Formatter is a type alias for any function that accepts a number and a number and returns a string. You can use it to type a variable holding a function:

const formatScore: Formatter = (score, total) => `${score} / ${total} correct`;

Notice that the parameter names in the arrow function do not need to be score and total — TypeScript checks types and order, not names. The function satisfies Formatter as long as it takes two numbers and returns a string.

When a function accepts a callback, you annotate the callback’s type inline or by reference:

function withResult(
score: number,
total: number,
onComplete: (score: number, total: number) => void,
): void {
onComplete(score, total);
}
withResult(7, 10, (s, t) => console.log(`${s} / ${t}`)); // ✓

TypeScript infers the types of s and t from the onComplete parameter’s type — you do not need to annotate them at the call site. This is contextual typing: the expected type at a given position provides the type for the value passed there.

You see contextual typing every time you use map, filter, or forEach:

const questions: TriviaQuestion[] = [];
questions.forEach(q => {
console.log(q.question); // TypeScript knows q is TriviaQuestion
});
const texts: string[] = questions.map(q => q.question); // inferred: string[]

The callback passed to forEach has its parameter typed as TriviaQuestion because TypeScript knows questions is TriviaQuestion[]. You get full autocomplete and type checking inside the callback without writing a single annotation.

A function typed to return void is not the same as one typed to return undefined:

type VoidFn = () => void;
type UndefFn = () => undefined;
const a: VoidFn = () => 42; // ✓ — void callbacks may return any value; it is ignored
const b: UndefFn = () => 42; // Error — must return undefined
const c: UndefFn = () => undefined; // ✓

This matters for callbacks. Array methods like forEach type their callbacks as returning void — meaning they do not care what the callback returns and will ignore it. If you accidentally write a map when you meant forEach, the return value would be discarded, but TypeScript would not complain because void accepts any return.

AceIt’s main.ts attaches event listeners with callbacks. TypeScript knows the types of browser events:

const startBtn = document.getElementById('start-btn') as HTMLButtonElement;
startBtn.addEventListener('click', (event: MouseEvent) => {
event.preventDefault(); // MouseEvent has preventDefault
// ...
});

addEventListener is typed in the DOM library — it knows that 'click' events produce MouseEvent values. You rarely need to annotate event explicitly; TypeScript infers it from the event name.
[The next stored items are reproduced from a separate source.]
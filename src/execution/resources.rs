//! Resource caps applied to every sandbox.
//!
//! Docker expresses a CPU ceiling as a quota of microseconds per scheduling
//! period; a quota of 150_000 over a 100_000 period is 150% of one core.

use serde::{Deserialize, Serialize};

/// CPU scheduling period in microseconds (100ms).
const CPU_PERIOD_MICROS: i64 = 100_000;

/// Resource ceilings for a sandbox.
#[derive(Debug, Clone, PartialEq, Serialize, Deserialize)]
pub struct ExecutionLimits {
    /// Memory ceiling in mebibytes.
    pub memory_mb: u64,
    /// CPU ceiling in cores (1.5 = 150% of one core).
    pub cpu_cores: f64,
    /// Maximum number of processes, unlimited when `None`.
    pub max_processes: Option<u64>,
}

impl Default for ExecutionLimits {
    fn default() -> Self {
        Self {
            memory_mb: 1536, // 1.5 GiB
            cpu_cores: 1.5,
            max_processes: None,
        }
    }
}

impl ExecutionLimits {
    pub fn new(memory_mb: u64, cpu_cores: f64) -> Self {
        Self {
            memory_mb,
            cpu_cores,
            max_processes: None,
        }
    }

    /// Caps the number of processes inside the sandbox.
    pub fn with_max_processes(mut self, max: u64) -> Self {
        self.max_processes = Some(max);
        self
    }

    /// Memory ceiling in bytes.
    pub fn memory_bytes(&self) -> i64 {
        (self.memory_mb * 1024 * 1024) as i64
    }

    /// CPU period in microseconds.
    pub fn cpu_period(&self) -> i64 {
        CPU_PERIOD_MICROS
    }

    /// CPU quota for the configured cores.
    ///
    /// Formula: quota = period * cores
    pub fn cpu_quota(&self) -> i64 {
        (self.cpu_period() as f64 * self.cpu_cores).round() as i64
    }
}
In main.ts, the answer-click handler uses a delegated pattern on a container element. Storing a handler reference with a typed variable makes the intent clear:

type AnswerHandler = (event: MouseEvent) => void;
const handleAnswerClick: AnswerHandler = event => {
const btn = (event.target as HTMLElement).closest<HTMLButtonElement>('.answer-btn');
if (!btn || awaitingNext) return;
// ...
};
answersEl.addEventListener('click', handleAnswerClick);

The type alias documents what the handler is, makes it reusable, and lets TypeScript verify the signature matches what addEventListener expects.

In a new file handlers.ts (you can delete it after the exercise):

  1. Declare type ScoreCallback = (score: number, total: number) => void.
  2. Write a function runQuiz(questions: TriviaQuestion[], onComplete: ScoreCallback): void — it should call onComplete with a score and total after “completing” the quiz (simulate with hardcoded values).
  3. Call runQuiz with an inline arrow function. Confirm TypeScript infers the callback parameter types.
  4. Write function applyToAll(questions: TriviaQuestion[], transform: (q: TriviaQuestion) => string): string[]. Call it with a callback that returns q.question. Confirm the return type is string[].
  • Function type expressions describe callable values: (param: Type) => ReturnType.
  • Callback parameters are typed with function type expressions, either inline or via a type alias.
  • Contextual typing lets TypeScript infer callback parameter types from the expected type — no annotation needed at the call site.
  • Array method callbacks (forEach, map, filter) get their parameter types from the array’s element type.
  • DOM event listener callbacks get their event parameter type from the event name — 'click' infers MouseEvent.